"""

//! Verify, initialize and build Compute packages with the project's toolchain.
//!
//! The toolchain is chosen from `language` in `compute.toml` (or `--language`).
//! Progress goes to stdout; errors go to stderr with a stable exit code.

use std::io;
use std::path::PathBuf;

use anyhow::Context;
use clap::{Parser, Subcommand};
use compute_toolchain::error::{ToolchainError, ToolchainResult};
use compute_toolchain::exit_codes;
use compute_toolchain::io::config::{CONFIG_FILE, load_config};
use compute_toolchain::io::runner::SystemProcessRunner;
use compute_toolchain::io::signals;
use compute_toolchain::logging;
use compute_toolchain::registry::Registry;
use compute_toolchain::toolchain::{BuildRequest, Project, Toolchain};

#[derive(Parser)]
#[command(
    name = "compute-toolchain",
    version,
    about = "Verify, initialize and build Compute packages"
)]
struct Cli {
    /// Project root. Defaults to the current directory.
    #[arg(long, global = true)]
    dir: Option<PathBuf>,

    /// Override the language declared in compute.toml.
    #[arg(long, global = true)]
    language: Option<String>,

    #[command(subcommand)]
    command: Command,
}

#[derive(Subcommand)]
enum Command {
    /// Check the host has everything needed to build the project.
    Verify,
    /// Install the project's dependencies.
    Init,
    /// Compile the project to bin/main.wasm.
    Build {
        /// Stream compiler output and pass its verbose flag.
        #[arg(short, long)]
        verbose: bool,
    },
    /// List supported languages.
    List,
    /// Describe the selected toolchain.
    Info,
}

fn main() {
    logging::init();
    let code = match run(Cli::parse()) {
        Ok(()) => exit_codes::OK,
        Err(err) => report(&err),
    };
    std::process::exit(code);
}

fn run(cli: Cli) -> ToolchainResult<()> {
    let registry = Registry::default();
    if matches!(cli.command, Command::List) {
        for toolchain in registry.iter() {
            println!("{}\t{}", toolchain.name(), toolchain.display_name());
        }
        return Ok(());
    }

    let root = match cli.dir {
        Some(dir) => std::path::absolute(&dir)
            .with_context(|| format!("resolve project directory {}", dir.display()))?,
        None => std::env::current_dir().context("get current directory")?,
    };
    let config = load_config(&root.join(CONFIG_FILE))?;
    let language = cli.language.unwrap_or_else(|| config.language.clone());
    let toolchain = registry.select(&language)?;

    let exec = config.exec_context();
    signals::cancel_on_interrupt(&exec.cancel)?;

    let runner = SystemProcessRunner;
    let project = Project::new(root, &runner, exec);
    let mut stdout = io::stdout();

    match cli.command {
        Command::Verify => toolchain.verify(&project, &mut stdout),
        Command::Init => toolchain.initialize(&project, &mut stdout),
        Command::Build { verbose } => {
            toolchain.build(&project, BuildRequest { verbose }, &mut stdout)
        }
        Command::Info => {
            print_info(toolchain);
            Ok(())
        }
        Command::List => Ok(()),
    }
}

fn print_info(toolchain: &dyn Toolchain) {
    println!("{} ({})", toolchain.display_name(), toolchain.name());
    println!("source directory: {}", toolchain.source_directory());
    println!("include files: {}", toolchain.include_files().join(", "));
    println!("starter kits:");
    for kit in toolchain.starter_kits() {
        println!("  {} {} @ {}", kit.name, kit.path, kit.tag);
    }
}

fn report(err: &ToolchainError) -> i32 {
    match err {
        ToolchainError::Remediation(err) => {
            eprintln!("Error: {err}");
            exit_codes::NEEDS_REMEDIATION
        }
        ToolchainError::Internal(err) => {
            eprintln!("Error: {err:#}");
            exit_codes::INTERNAL
        }
    }
}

"""

**Instructions for the task:** Your answer should be only a number: how many lines of the data above contain the string "join"?

**Response below:** 2